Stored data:

▬▬▬▬▬▬▬▬▬▬

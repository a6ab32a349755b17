use super::{ceil_div, floor_div};
use crate::geometry::{AbsRat, Point, Vector};
use serde::{Deserialize, Serialize};

/// Arithmetic thickness used when a line is built from two points.
#[derive(Clone, Copy, Debug, PartialEq, Eq, Serialize, Deserialize)]
pub enum LineKind {
    /// `nu = 1`: only the pixels crossed by the leaning line.
    Thin,
    /// `nu = period`: 8-connected line.
    Naive,
    /// `nu = |a| + |b|`: 4-connected line.
    Standard,
}

/// Digital straight line `c <= a*x + b*y < c + nu`.
#[derive(Clone, Copy, Debug, PartialEq, Eq, Hash, Serialize, Deserialize)]
pub struct DigitalStraightLine {
    a: i32,
    b: i32,
    c: i32,
    nu: i32,
}

fn gcd(mut a: i64, mut b: i64) -> i64 {
    a = a.abs();
    b = b.abs();
    while b != 0 {
        let t = a % b;
        a = b;
        b = t;
    }
    a
}

/// Reduced normal of the direction `d`, with `a >= 0` and `b > 0` when `a == 0`.
fn normal_of(d: Vector) -> (i32, i32) {
    let (mut a, mut b) = (d.y as i64, -(d.x as i64));
    if a == 0 && b == 0 {
        return (1, 0);
    }
    let g = gcd(a, b);
    a /= g;
    b /= g;
    if a < 0 || (a == 0 && b < 0) {
        a = -a;
        b = -b;
    }
    (a as i32, b as i32)
}

impl DigitalStraightLine {
    /// Builds the line from raw coefficients. A normal pointing the wrong way
    /// is flipped together with the strip bounds, which keeps the same pixels.
    pub fn new(a: i32, b: i32, c: i32, nu: i32) -> Self {
        let nu = nu.max(1);
        if a < 0 || (a == 0 && b < 0) {
            Self {
                a: -a,
                b: -b,
                c: -(c + nu - 1),
                nu,
            }
        } else {
            Self { a, b, c, nu }
        }
    }

    /// Line through `p1` and `p2` with the given arithmetic thickness; both
    /// points satisfy the lower bound `a*x + b*y == c`.
    pub fn through(p1: Point, p2: Point, kind: LineKind) -> Self {
        let (a, b) = normal_of(p1.vector_to(p2));
        let c = (a as i64 * p1.x as i64 + b as i64 * p1.y as i64) as i32;
        let nu = match kind {
            LineKind::Thin => 1,
            LineKind::Naive => a.abs().max(b.abs()),
            LineKind::Standard => a.abs() + b.abs(),
        };
        Self { a, b, c, nu }
    }

    /// Thinnest line parallel to the edge `(s, e)` that contains `v`.
    pub fn from_antipodal(s: Point, e: Point, v: Point) -> Self {
        let (a, b) = normal_of(s.vector_to(e));
        let vs = a as i64 * s.x as i64 + b as i64 * s.y as i64;
        let vv = a as i64 * v.x as i64 + b as i64 * v.y as i64;
        Self {
            a,
            b,
            c: vs.min(vv) as i32,
            nu: ((vv - vs).abs() + 1) as i32,
        }
    }

    #[inline]
    pub fn a(&self) -> i32 {
        self.a
    }

    #[inline]
    pub fn b(&self) -> i32 {
        self.b
    }

    #[inline]
    pub fn c(&self) -> i32 {
        self.c
    }

    #[inline]
    pub fn nu(&self) -> i32 {
        self.nu
    }

    /// Naive thickness unit `max(|a|, |b|)`.
    #[inline]
    pub fn period(&self) -> i32 {
        self.a.abs().max(self.b.abs())
    }

    #[inline]
    pub fn antiperiod(&self) -> i32 {
        self.a.abs().min(self.b.abs())
    }

    /// Standard thickness unit `|a| + |b|`.
    #[inline]
    pub fn standard(&self) -> i32 {
        self.a.abs() + self.b.abs()
    }

    /// Width measured along the closest axis, `nu / period`.
    pub fn width(&self) -> AbsRat {
        AbsRat::new(self.nu as i64, self.period() as i64)
    }

    /// Squared euclidean width `nu² / (a² + b²)`.
    pub fn squared_euclidean_thickness(&self) -> AbsRat {
        let nu = self.nu as i64;
        AbsRat::new(nu * nu, self.normal().norm2())
    }

    #[inline]
    pub fn normal(&self) -> Vector {
        Vector::new(self.a, self.b)
    }

    /// Direction vector `(-b, a)`.
    #[inline]
    pub fn support_vector(&self) -> Vector {
        Vector::new(-self.b, self.a)
    }

    /// Naive line through the middle of the strip.
    pub fn medial_axis(&self) -> DigitalStraightLine {
        Self {
            a: self.a,
            b: self.b,
            c: self.c + self.nu / 2,
            nu: self.period(),
        }
    }

    /// `a*x + b*y - c`.
    #[inline]
    pub fn remainder(&self, p: Point) -> i64 {
        self.a as i64 * p.x as i64 + self.b as i64 * p.y as i64 - self.c as i64
    }

    #[inline]
    pub fn owns(&self, p: Point) -> bool {
        let r = self.remainder(p);
        r >= 0 && r < self.nu as i64
    }

    /// True when both ends belong to the line.
    pub fn owns_segment(&self, p1: Point, p2: Point) -> bool {
        self.owns(p1) && self.owns(p2)
    }

    /// True when the segment `p1 p2` meets the strip, even partially.
    pub fn crosses(&self, p1: Point, p2: Point) -> bool {
        let (r1, r2) = (self.remainder(p1), self.remainder(p2));
        let nu = self.nu as i64;
        !(r1 < 0 && r2 < 0) && !(r1 >= nu && r2 >= nu)
    }

    /// Signed index of the parallel strip of width `nu` holding `p`;
    /// zero for owned points.
    pub fn side_shift(&self, p: Point) -> i64 {
        floor_div(self.remainder(p), self.nu as i64)
    }

    /// Signed lateral distance of `p` to the strip, in periods; zero inside.
    pub fn manhattan(&self, p: Point) -> i32 {
        let r = self.remainder(p);
        let period = self.period() as i64;
        let nu = self.nu as i64;
        let d = if r < 0 {
            -ceil_div(-r, period)
        } else if r >= nu {
            (r - nu) / period + 1
        } else {
            0
        };
        d as i32
    }

    /// Pixel of the segment `p1 p2` closest to the medial axis, `None` when
    /// the segment is parallel to the line.
    pub fn center_of_intersection(&self, p1: Point, p2: Point) -> Option<Point> {
        let d = p1.vector_to(p2);
        let den = self.a as i64 * d.x as i64 + self.b as i64 * d.y as i64;
        if den == 0 {
            return None;
        }
        let vp1 = self.a as i64 * p1.x as i64 + self.b as i64 * p1.y as i64;
        // Strip centre is c + (nu - 1) / 2; t = num / (2 den).
        let num = 2 * self.c as i64 + self.nu as i64 - 1 - 2 * vp1;
        let x = p1.x as i64 + round_div(num * d.x as i64, 2 * den);
        let y = p1.y as i64 + round_div(num * d.y as i64, 2 * den);
        Some(Point::new(x as i32, y as i32))
    }
}

/// Nearest integer to `n / d`, halves rounded up.
fn round_div(n: i64, d: i64) -> i64 {
    let (n, d) = if d < 0 { (-n, -d) } else { (n, d) };
    floor_div(2 * n + d, 2 * d)
}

▬▬▬▬▬▬▬▬▬▬

# What is expected
Copy all lines above containing the string "zero".

# Completed exercise
    /// zero for owned points.
    /// Signed lateral distance of `p` to the strip, in periods; zero inside.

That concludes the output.